Какой-то гул, как от костра,

всегда стоит за тишиною,

или нестройное ура,

от нас идущее стеною [Айзенберг, 2017: 9].

 

В этой поэтике люди вступают в отношения не столько друг с другом, сколько с «гулом», «тишиною», коллективным «ура». Отношения эти не на поверхности, они иногда проступают, их схватывает речь, жесты – и именно содержание этих отношений перерастает в образ времени. «Но время сдвинуло режим / и полюбило чёткий почерк, / пера усиленный нажим, / напор без всяких проволочек» [Айзенберг, 2017: 14]. Времени, осознанной рефлексии над ним, либо полумистического ощущения его присутствия как метафизической силы – этого в последних книгах Айзенберга много, выписывать можно было бы едва ли не из каждого стихотворения. Но важно не потерять и общий фон: диалог, а скорее со-бытие, со временем совершается в общем пространстве неподлинного существования, и осознание этой неподлинности запускает более крупный сюжет этой поэзии – почти бессознательный поиск иного качества, какого-то настоящего времени.

           

Смотри, куда нас время привело –

к невидимой версте и снежной яме,

и в очередь за тем, кто меж тенями

ещё умеет отдавать тепло [Айзенберг, 2017: 14].

 

Это, конечно, страшные строки, страшная проговорка о «нас».

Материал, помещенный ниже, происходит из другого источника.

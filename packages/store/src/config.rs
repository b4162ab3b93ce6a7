//! # Client configuration: `daybook.toml`
//!
//! Defines the TOML configuration read by Daybook frontends (filename:
//! [`DaybookConfig::filename`] = `"daybook.toml"`). Every section is optional;
//! a missing or empty file is equivalent to the defaults.
//!
//! ## Structure
//!
//! ```toml
//! [backend]
//! url = "https://project.example.co"   # auth + table API base URL
//! anon_key = "public-anon-key"
//!
//! [app]
//! site_url = "http://localhost:8080"    # base for password-reset redirects
//!
//! [days]
//! policy = "local"                      # "local" or "utc"
//!
//! [history]
//! recent_limit = 7
//! ```

use serde::{Deserialize, Serialize};

use crate::day::DayPolicy;

/// Top-level configuration stored in `daybook.toml`.
#[derive(Clone, Debug, Default, PartialEq, Serialize, Deserialize)]
pub struct DaybookConfig {
    #[serde(default)]
    pub backend: BackendSection,
    #[serde(default)]
    pub app: AppSection,
    #[serde(default)]
    pub days: DaysSection,
    #[serde(default)]
    pub history: HistorySection,
}

/// Where the hosted backend lives.
#[derive(Clone, Debug, Default, PartialEq, Serialize, Deserialize)]
pub struct BackendSection {
    #[serde(default)]
    pub url: String,
    #[serde(default)]
    pub anon_key: String,
}

#[derive(Clone, Debug, PartialEq, Serialize, Deserialize)]
pub struct AppSection {
    /// Public URL of the app; password-reset links land on `<site_url>/reset-password`.
    #[serde(default = "default_site_url")]
    pub site_url: String,
}

fn default_site_url() -> String {
    "http://localhost:8080".to_string()
}

impl Default for AppSection {
    fn default() -> Self {
        Self {
            site_url: default_site_url(),
        }
    }
}

#[derive(Clone, Debug, Default, PartialEq, Serialize, Deserialize)]
pub struct DaysSection {
    #[serde(default)]
    pub policy: DayPolicy,
}

#[derive(Clone, Debug, PartialEq, Serialize, Deserialize)]
pub struct HistorySection {
    /// Number of days listed by recent-history views.
    #[serde(default = "default_recent_limit")]
    pub recent_limit: usize,
}

fn default_recent_limit() -> usize {
    7
}

impl Default for HistorySection {
    fn default() -> Self {
        Self {
            recent_limit: default_recent_limit(),
        }
    }
}

impl DaybookConfig {
    /// Create a config pointing at the given backend.
    pub fn new(url: impl Into<String>, anon_key: impl Into<String>) -> Self {
        Self {
            backend: BackendSection {
                url: url.into(),
                anon_key: anon_key.into(),
            },
            ..Self::default()
        }
    }

    /// Builder method to set the day policy.
    pub fn with_day_policy(mut self, policy: DayPolicy) -> Self {
        self.days.policy = policy;
        self
    }

    /// Builder method to set the site URL.
    pub fn with_site_url(mut self, site_url: impl Into<String>) -> Self {
        self.app.site_url = site_url.into();
        self
    }

    /// Absolute URL password-reset emails redirect to.
    pub fn reset_password_redirect(&self) -> String {
        format!("{}/reset-password", self.app.site_url.trim_end_matches('/'))
    }

    /// The well-known filename for the config file.
    pub fn filename() -> &'static str {
        "daybook.toml"
    }

    /// Parse from TOML string.
    pub fn from_toml(s: &str) -> Result<Self, toml::de::Error> {
        toml::from_str(s)
    }

    /// Serialize to TOML string.
    pub fn to_toml(&self) -> Result<String, toml::ser::Error> {
        toml::to_string_pretty(self)
    }
}
pub mod backend;
pub mod config;
pub mod day;
pub mod error;
pub mod models;
pub mod records;

mod memory;
pub use memory::{MemoryBackend, Operation};

pub use backend::{AuthBackend, Filter, Order, RecordStore};
pub use config::DaybookConfig;
pub use day::{Calendar, Clock, DayPolicy, FixedClock, SystemClock};
pub use error::{BackendError, Result};
pub use models::{
    AuthEvent, AuthEventKind, AuthSession, AuthUser, DailyRecord, Identity, Profile, RecordKind,
    SignUpResponse, UserMetadata,
};
pub use records::{save_profile, DailyRecords, Saved};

Многоуровневая сюжетика Айзенберга задействует разные жанровые традиции. Поэту очевидно хватает миниатюры для решения первичных, условно простых задач – схватить картинкой или особым звуком какую-либо метафизическую формулу настоящего времени, в которой человек может не присутствовать вовсе, но – он в уме, в качестве неизвестного.

 

Поезда невнятное вещание.

Скорости последние известия.

Слышится какое-то прощание.

Тишина теряет равновесие.

 

Данное помимо расписания

и непроходящее движение

век не оборвет повествование,

если не узнает продолжения [Айзенберг, 2017: 19].

 

Перевод этой формулы непрост. Первая строфа вполне предметна и может быть прочитана как лирический отчёт с железнодорожного вокзала. Но во второй строфе развертывается космос: «движение» уже не зависит от «расписания», оно ведёт «повествование», которое оборвётся только в случае, если оно «узнает продолжение». То есть движение в некотором смысле порождается незнанием маршрута – это тот самый экзистенциально честный поиск выхода в иное качество.

Когда миниатюра разворачивается в полновесную картину, в ней явственно проступает одическое начало. Это жанровое сочетание – продолжение линии Тютчева и Мандельштама. Миниатюра либо картинна, либо афористична, ода же холодна отстранённостью от мироздания, её способность наблюдать устройство мироздания предполагает дистанцию, несколько надчеловеческий взгляд. Если выстраивать одическую ветвь русской поэзии, то без Бродского в ней будет не обойтись – это ещё одна, может быть, неочевидная фигура, с которой у Айзенберга точно есть совпадения в творческих траекториях. «Север крошит металл, но щадит стекло», – строка из цикла «Часть речи» Бродского, написанного в середине 70-х; так в это время писал и Айзенберг.

Но в этой поэзии не только одическое. Мистический сюжет поиска подлинности - балладный. «Хранитель места» – балладная фигура, связывающий этот мир и инобытие, почти мертвец – классический персонаж этого жанра.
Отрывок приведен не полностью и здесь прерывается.